Des années plus tard, après le début du démantèlement évident de l’OLP, les accords d’Oslo entre Israël et la Palestine furent signés, leur légitimité confirmée par le prix Nobel de 1994, attribué conjointement à Shimon Pérez, Yitzhak Rabin et Yasser Arafat. Ces accords, qui créèrent une « autorité palestinienne », brouillèrent la nature anti-impérialiste de la cause palestinienne, subordonnant la lutte nationale à une administration dépendante de l’aide internationale. La montée du Hamas, contrairement à cette logique, fut un effet prévisible, favorisant le plan stratégique d’Israël visant à écraser le peuple palestinien, à le chasser dans les territoires occupés et à provoquer le génocide actuel à Gaza. La voie vers ce génocide fut ouverte par la légitimation des accords d’Oslo par le prix Nobel. Le prix Nobel de 1994 marqua la mise en scène du consensus néolibéral de l’après-Guerre froide en Palestine.

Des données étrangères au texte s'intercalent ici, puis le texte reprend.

// SPDX-License-Identifier: MIT
// Copyright 2026 Roland Dreier <roland@rolandd.dev>

//! Nearest-amenity assignment behavior over the in-memory store.

use facility_sync::error::AppError;
use facility_sync::models::geometry::polygon_point_distance;
use facility_sync::models::AmenityCategory;
use geo::Point;

mod common;

#[tokio::test]
async fn test_equidistant_amenities_resolve_by_osm_id() {
    let (_, state) = common::create_test_app();
    let db = state.facilities.db();
    db.load_buildings(&[common::building(100, common::square(14.0, 35.0, 0.0001))])
        .await
        .unwrap();
    // Both inside the footprint: distance 0 for each.
    db.load_amenities(&[
        common::amenity(9, "cafe", 14.00003, 35.00003),
        common::amenity(4, "bank", 14.00007, 35.00007),
    ])
    .await
    .unwrap();

    let report = state.assignment.assign_closest_amenities().await.unwrap();
    assert_eq!(report.updated, 1);

    let building = db.get_buildings().await.unwrap().remove(0);
    assert_eq!(building.amenity.map(|a| a.osm_id), Some(4));

    // Same data, same winner: nothing rewritten.
    let report = state.assignment.assign_closest_amenities().await.unwrap();
    assert_eq!(report.updated, 0);
}

#[tokio::test]
async fn test_radius_bounds_assignment() {
    let (_, state) = common::create_test_app();
    let db = state.facilities.db();
    db.load_buildings(&[
        common::building(100, common::square(14.0, 35.0, 0.0001)),
        common::building(200, common::square(14.01, 35.0, 0.0001)),
    ])
    .await
    .unwrap();
    // ~2.7 m east of building 100; building 200 is ~900 m away from everything.
    db.load_amenities(&[common::amenity(1, "pub", 14.00013, 35.00005)])
        .await
        .unwrap();

    let report = state.assignment.assign_within(1.0).await.unwrap();
    assert_eq!(report.updated, 0);

    let report = state.assignment.assign_within(5.0).await.unwrap();
    assert_eq!(report.updated, 1);

    let buildings = db.get_buildings().await.unwrap();
    let by_osm = |osm_id: i64| buildings.iter().find(|b| b.osm_id == osm_id).unwrap();
    assert!(by_osm(100).amenity_id.is_some());
    assert!(by_osm(200).amenity_id.is_none());

    // No candidate within the smaller radius: the assignment stays.
    assert_eq!(state.assignment.assign_within(1.0).await.unwrap().updated, 0);
    let b100 = db.get_buildings().await.unwrap().remove(0);
    assert_eq!(b100.amenity.map(|a| a.osm_id), Some(1));
}

#[tokio::test]
async fn test_radius_is_inclusive() {
    let (_, state) = common::create_test_app();
    let db = state.facilities.db();
    let footprint = common::square(14.0, 35.0, 0.0001);
    let location = Point::new(14.00013, 35.00005);
    let exact = polygon_point_distance(&footprint, &location);

    db.load_buildings(&[common::building(100, footprint)])
        .await
        .unwrap();
    db.load_amenities(&[common::amenity(1, "pub", location.x(), location.y())])
        .await
        .unwrap();

    let just_short = exact * (1.0 - 1e-9);
    assert_eq!(state.assignment.assign_within(just_short).await.unwrap().updated, 0);
    assert_eq!(state.assignment.assign_within(exact).await.unwrap().updated, 1);
}

#[tokio::test]
async fn test_nearer_amenity_replaces_assignment() {
    let (_, state) = common::create_test_app();
    let db = state.facilities.db();
    db.load_buildings(&[common::building(100, common::square(14.0, 35.0, 0.0001))])
        .await
        .unwrap();
    db.load_amenities(&[common::amenity(1, "pub", 14.00014, 35.00005)])
        .await
        .unwrap();
    state.assignment.assign_closest_amenities().await.unwrap();

    state
        .facilities
        .load_amenities(&[common::amenity(2, "cafe", 14.00005, 35.00005)])
        .await
        .unwrap();
    let report = state.assignment.assign_closest_amenities().await.unwrap();
    assert_eq!(report.updated, 1);

    let buildings = state.facilities.get_buildings().await.unwrap();
    assert_eq!(buildings[0].amenity.as_ref().map(|a| a.osm_id), Some(2));
}

#[tokio::test]
async fn test_invalid_radius_is_rejected() {
    let (_, state) = common::create_test_app();

    for radius in [-0.5, f64::NAN, f64::INFINITY] {
        assert!(matches!(
            state.assignment.assign_within(radius).await,
            Err(AppError::BadRequest(_))
        ));
    }
    assert_eq!(state.assignment.assign_within(0.0).await.unwrap().updated, 0);
}

#[tokio::test]
async fn test_building_amenity_prefers_existing_assignment() {
    let (_, state) = common::create_test_app();
    let db = state.facilities.db();
    db.load_buildings(&[common::building(100, common::square(14.0, 35.0, 0.001))])
        .await
        .unwrap();
    db.load_amenities(&[common::amenity(5, "school", 14.0005, 35.0005)])
        .await
        .unwrap();
    let building_id = db.get_buildings().await.unwrap()[0].id;
    let school_id = db.get_amenities().await.unwrap()[0].id;
    assert!(db.set_building_amenity(building_id, school_id).await.unwrap());

    // A lower osm_id inside the footprint does not displace the assignment.
    db.load_amenities(&[common::amenity(1, "cafe", 14.0002, 35.0002)])
        .await
        .unwrap();
    let amenity = state
        .assignment
        .get_building_amenity(building_id)
        .await
        .unwrap()
        .unwrap();
    assert_eq!(amenity.osm_id, 5);
}

#[tokio::test]
async fn test_building_amenity_unknown_building() {
    let (_, state) = common::create_test_app();
    assert!(state
        .assignment
        .get_building_amenity(uuid::Uuid::new_v4())
        .await
        .unwrap()
        .is_none());
}

#[tokio::test]
async fn test_closest_amenity_tie_breaks_on_osm_id() {
    let (_, state) = common::create_test_app();
    let db = state.facilities.db();
    // Dyadic coordinates keep the mirrored distances bit-identical.
    db.load_buildings(&[common::building(100, common::square(14.0, 35.0, 0.0009765625))])
        .await
        .unwrap();
    db.load_amenities(&[
        common::amenity(30, "bar", 14.001220703125, 35.00048828125),
        common::amenity(20, "pub", 13.999755859375, 35.00048828125),
    ])
    .await
    .unwrap();
    let building_id = db.get_buildings().await.unwrap()[0].id;

    let closest = state
        .assignment
        .get_closest_amenity(building_id, AmenityCategory::FoodAndDrink)
        .await
        .unwrap()
        .unwrap();
    assert_eq!(closest.amenity.osm_id, 20);
    assert!(closest.distance_meters > 0.0);
}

Barack Obama a reçu le prix Nobel de la paix en 2009, quelques mois seulement après son accession à la présidence des États-Unis, en reconnaissance de ses efforts visant à relégitimer le leadership du pays après les catastrophes en Irak et les preuves de torture à Guantanamo. L’administration Obama a consolidé le nouveau modèle de guerre hybride avec l’utilisation de drones à des fins militaires (Somalie, Yémen, Pakistan), l’invasion et la destruction de la Libye (2011), les bombardements en Syrie et en Irak sous prétexte d’attaquer l’État islamique, la promotion de coups d’État en douceur comme celui du Honduras en 2009 (Zelaya), l’expansion des bases militaires en Afrique (AFRICOM) et au Moyen-Orient, le coup d’État en Égypte (contre Mohamed Morsi), le coup d’État en Ukraine (Euromaïdan, 2014), ainsi que les tentatives de réorganisation du système impérial après la crise financière de 2008. L’attribution du prix Nobel à Obama est devenue une opération hégémonique symbolique, visant à présenter le leadership néocolonial nord-américain comme éthique, et non comme une coercition impériale. C’est ce que l’administration Trump a tenté de faire en 2025, sans succès, car la manipulation géopolitique autour du Venezuela était bien plus judicieuse. La décision du jury norvégien n’était pas due aux divergences de vues de l’Europe avec l’administration Trump, comme on l’a dépeint, car l’Europe est déjà suffisamment soumise à un tel geste de rébellion, mais parce que le Venezuela est une priorité dans le contexte actuel de réorganisation impérialiste.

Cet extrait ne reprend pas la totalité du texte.